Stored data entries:
'''

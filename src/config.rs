//! Population configuration.
//!
//! Every section has working defaults, so an empty JSON object is a valid
//! configuration. Values are validated once when loaded.

use std::collections::BTreeMap;
use std::path::Path;

use serde::{Deserialize, Serialize};
use tracing::debug;

use crate::error::ConfigError;
use crate::layout::RowLayout;
use crate::row::Row;
use crate::sequence::SequenceConfig;
use crate::temporal::LinkerConfig;

/// Language tags for tagged-string attributes, chosen per row.
#[derive(Debug, Clone, PartialEq, Eq, Serialize, Deserialize)]
#[serde(default)]
pub struct LanguageConfig {
    /// Column holding the plant's country.
    pub country_column: String,
    pub country_to_language: BTreeMap<String, String>,
    pub default_language: String,
}

impl Default for LanguageConfig {
    fn default() -> Self {
        let country_to_language = [
            ("Mexico", "es"),
            ("United States", "en"),
            ("Brazil", "pt"),
            ("France", "fr"),
            ("Germany", "de"),
            ("Italy", "it"),
            ("Spain", "es"),
            ("Japan", "ja"),
            ("China", "zh"),
        ]
        .into_iter()
        .map(|(c, l)| (c.to_string(), l.to_string()))
        .collect();
        Self {
            country_column: "PLANT_COUNTRY_DESCRIPTION".to_string(),
            country_to_language,
            default_language: "en".to_string(),
        }
    }
}

impl LanguageConfig {
    /// Returns the language tag for a row.
    ///
    /// Countries match case-insensitively; unknown or missing countries get
    /// the default language.
    #[must_use]
    pub fn language_for(&self, row: &Row) -> &str {
        row.get(&self.country_column)
            .and_then(|country| {
                self.country_to_language
                    .iter()
                    .find(|(c, _)| c.eq_ignore_ascii_case(country))
                    .map(|(_, lang)| lang.as_str())
            })
            .unwrap_or(&self.default_language)
    }

    /// # Errors
    ///
    /// Returns [`ConfigError::Invalid`] if the default language or any mapped
    /// language tag is blank.
    pub fn validate(self) -> Result<Self, ConfigError> {
        if self.default_language.trim().is_empty() {
            return Err(ConfigError::invalid("language.default_language", "must not be blank"));
        }
        if let Some((country, _)) = self.country_to_language.iter().find(|(_, l)| l.trim().is_empty()) {
            return Err(ConfigError::invalid(
                "language.country_to_language",
                format!("language tag for '{country}' is blank"),
            ));
        }
        Ok(self)
    }
}

/// Complete configuration of a population run.
///
/// # Examples
///
/// ```
/// use plantgraph::PopulationConfig;
///
/// let config = PopulationConfig::from_json_str(r#"{"linker": {"buffer_minutes": 10}}"#).unwrap();
/// assert_eq!(config.linker.buffer_minutes, 10);
/// assert_eq!(config.linker.default_duration_minutes, 60);
/// assert!(!config.linker.enable_proximity);
/// ```
#[derive(Debug, Clone, Default, PartialEq, Eq, Serialize, Deserialize)]
#[serde(default)]
pub struct PopulationConfig {
    pub linker: LinkerConfig,
    pub sequence: SequenceConfig,
    pub language: LanguageConfig,
    pub layout: RowLayout,
}

impl PopulationConfig {
    /// Parses and validates a JSON configuration.
    ///
    /// # Errors
    ///
    /// Returns [`ConfigError::Parse`] for malformed JSON and
    /// [`ConfigError::Invalid`] for out-of-range values.
    pub fn from_json_str(json: &str) -> Result<Self, ConfigError> {
        let config: Self = serde_json::from_str(json)?;
        config.validate()
    }

    /// Reads, parses and validates a JSON configuration file.
    ///
    /// # Errors
    ///
    /// Returns [`ConfigError::Io`] if the file cannot be read, otherwise as
    /// [`Self::from_json_str`].
    pub fn load(path: impl AsRef<Path>) -> Result<Self, ConfigError> {
        let path = path.as_ref();
        debug!(path = %path.display(), "Loading configuration");
        let text = std::fs::read_to_string(path)?;
        Self::from_json_str(&text)
    }

    /// Validates every section.
    ///
    /// # Errors
    ///
    /// Returns the first [`ConfigError::Invalid`] found.
    pub fn validate(self) -> Result<Self, ConfigError> {
        Ok(Self {
            linker: self.linker.validate()?,
            sequence: self.sequence.validate()?,
            language: self.language.validate()?,
            layout: self.layout,
        })
    }

    /// Serializes the configuration as pretty JSON.
    ///
    /// # Errors
    ///
    /// Returns [`ConfigError::Parse`] if serialization fails.
    pub fn to_json(&self) -> Result<String, ConfigError> {
        Ok(serde_json::to_string_pretty(self)?)
    }
}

'''

**WHAT NEEDS TO BE DONE:**
Find every line above where the word "Deserialize" occurs, and copy that line.

**SOLUTION TO THE PROBLEM:**
use serde::{Deserialize, Serialize};
#[derive(Debug, Clone, PartialEq, Eq, Serialize, Deserialize)]
#[derive(Debug, Clone, Default, PartialEq, Eq, Serialize, Deserialize)]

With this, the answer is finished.